Timon’s pattern was to give and give and give, to borrow to create more, and thus he was lionized as a generator of life and wealth, the author of the banquet. But of course to live this way led to literal bankruptcy. But the anxiety of our age, which the play tapped into, is a more general fear of bankruptcy: that our leaders and wealthy are morally bankrupt (as they are portrayed in Timon), that our social order is bankrupt, that our entire system of economics may be bankrupt. Wendell Berry says that the root of all economy is ecology; and if an ecological system cannot sustain the economy built upon it, that economy must collapse. No one who has at all studied the problem believes that our ecological system can sustain the economy built on it; and so the bankruptcy we fear in Timon is the bankruptcy of everything modern.

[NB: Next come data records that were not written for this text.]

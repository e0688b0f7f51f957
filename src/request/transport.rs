//! Transport Boundary
//!
//! The abstract request-performing capability the coordinator depends on.
//! The crate ships no concrete network transport; embedders supply one and
//! tests use scripted mocks.

use async_trait::async_trait;
use serde_json::Value;

use crate::error::{RequestError, RequestResult};

// == Method ==
/// HTTP-style request methods understood by the coordinator.
#[derive(Debug, Clone, Copy, PartialEq, Eq, Hash)]
pub enum Method {
    Get,
    Post,
    Put,
    Patch,
    Delete,
}

impl Method {
    /// Idempotent methods take the cached, deduplicated read path;
    /// the rest take the mutating path.
    pub fn is_idempotent(&self) -> bool {
        matches!(self, Method::Get)
    }

    /// Canonical uppercase name, used in derived request keys.
    pub fn as_str(&self) -> &'static str {
        match self {
            Method::Get => "GET",
            Method::Post => "POST",
            Method::Put => "PUT",
            Method::Patch => "PATCH",
            Method::Delete => "DELETE",
        }
    }
}

impl std::fmt::Display for Method {
    fn fmt(&self, f: &mut std::fmt::Formatter<'_>) -> std::fmt::Result {
        f.write_str(self.as_str())
    }
}

// == Transport Request ==
/// One outbound call, fully described.
#[derive(Debug, Clone)]
pub struct TransportRequest {
    pub method: Method,
    pub url: String,
    pub params: Vec<(String, String)>,
    pub headers: Vec<(String, String)>,
    pub body: Option<Value>,
}

impl TransportRequest {
    /// Builds a request with no params, headers, or body.
    pub fn new(method: Method, url: impl Into<String>) -> Self {
        Self {
            method,
            url: url.into(),
            params: Vec::new(),
            headers: Vec::new(),
            body: None,
        }
    }
}

// == Transport Response ==
/// What the transport produced: a status class plus a JSON body.
#[derive(Debug, Clone)]
pub struct TransportResponse {
    pub status: u16,
    pub body: Value,
}

impl TransportResponse {
    /// True for 2xx statuses.
    pub fn is_success(&self) -> bool {
        (200..300).contains(&self.status)
    }

    /// Converts a non-2xx response into the status failure it represents.
    pub fn into_result(self) -> RequestResult<TransportResponse> {
        if self.is_success() {
            Ok(self)
        } else {
            let message = self
                .body
                .get("message")
                .and_then(Value::as_str)
                .unwrap_or("request failed")
                .to_string();
            Err(RequestError::Status {
                status: self.status,
                message,
            })
        }
    }
}

// == Progress Callback ==
/// Receives fractional upload progress in `[0.0, 1.0]`.
pub type ProgressFn = Box<dyn Fn(f64) + Send + Sync>;

// == Transport ==
/// Abstract request-performing capability.
///
/// Implementations return `Ok` for any obtained response (the coordinator
/// maps non-2xx statuses to failures) and `Err(RequestError::Transport)`
/// when no response could be obtained at all.
#[async_trait]
pub trait Transport: Send + Sync {
    /// Performs one request.
    async fn send(&self, request: TransportRequest) -> RequestResult<TransportResponse>;

    /// Performs one request, reporting fractional upload progress. The
    /// default implementation ignores progress and delegates to `send`.
    async fn send_with_progress(
        &self,
        request: TransportRequest,
        _on_progress: ProgressFn,
    ) -> RequestResult<TransportResponse> {
        self.send(request).await
    }
}

// == Unit Tests ==
#[cfg(test)]
mod tests {
    use super::*;
    use serde_json::json;

    #[test]
    fn test_method_idempotency() {
        assert!(Method::Get.is_idempotent());
        assert!(!Method::Post.is_idempotent());
        assert!(!Method::Delete.is_idempotent());
    }

    #[test]
    fn test_method_display() {
        assert_eq!(Method::Patch.to_string(), "PATCH");
    }

    #[test]
    fn test_response_success_classes() {
        let ok = TransportResponse {
            status: 204,
            body: Value::Null,
        };
        assert!(ok.is_success());
        assert!(ok.into_result().is_ok());
    }

    #[test]
    fn test_response_failure_maps_to_status_error() {
        let response = TransportResponse {
            status: 502,
            body: json!({"message": "bad gateway"}),
        };
        let err = response.into_result().unwrap_err();
        assert_eq!(
            err,
            RequestError::Status {
                status: 502,
                message: "bad gateway".to_string(),
            }
        );
    }

    #[test]
    fn test_response_failure_without_message() {
        let response = TransportResponse {
            status: 404,
            body: Value::Null,
        };
        match response.into_result().unwrap_err() {
            RequestError::Status { status, message } => {
                assert_eq!(status, 404);
                assert_eq!(message, "request failed");
            }
            other => panic!("unexpected error: {other:?}"),
        }
    }
}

After Timon’s creditors come to settle accounts, he flees Athens:

Timon will to the Woods, where he shall finde
Th’unkindest Beast, more kinder than Mankinde.

There he lives on roots, but while digging for them, he discovers a hoard of gold, which makes him once more an object of interest to the Athenians. After he has given some of it away – for he does not want it for himself, as its value can only come through dealing with other men – thieves come to steal it from him. His exchange with them shows how a sick society cannot bear being returned to a state of simplicity:

Thieves. We are not thieves, but men that much do want.
Tim. Your greatest want is, you want much:
Why should you want? Behold, the Earth has roots:
Within this mile break forth a hundred springs:
The oaks bear mast, the briars scarlet hips,
The bounteous housewife nature, on each bush,
Lays her full mess before you. Want? Why want?
Thieves. We cannot live on grass, on berries, water,
As beasts, birds, and fishes.
Tim. Nor on the beasts themselves, the birds and fishes –
You must eat men.

In our case the even graver danger is that we cannot live on what the whole earth can now produce – we must like Timon eat the future as well, and bankrupt the entirety. But there is something about advanced society which simply cannot endure that we in all our glory do actually live on grass, berries, water, beasts, birds, and fishes. The awareness of this is somehow hostile to human pride, or to put it in Shakespeare’s archetypal language – for the beasts are the gods in disguise – “Feasts are too proud to give thanks to the Gods.”
Much of Timon’s life in the woods is an extended meditation on the whore archetype, our human willingness to sell ourselves for money. Once it is known that Timon has gold in the woods, the artists and senators return to him, where he gives them an earful.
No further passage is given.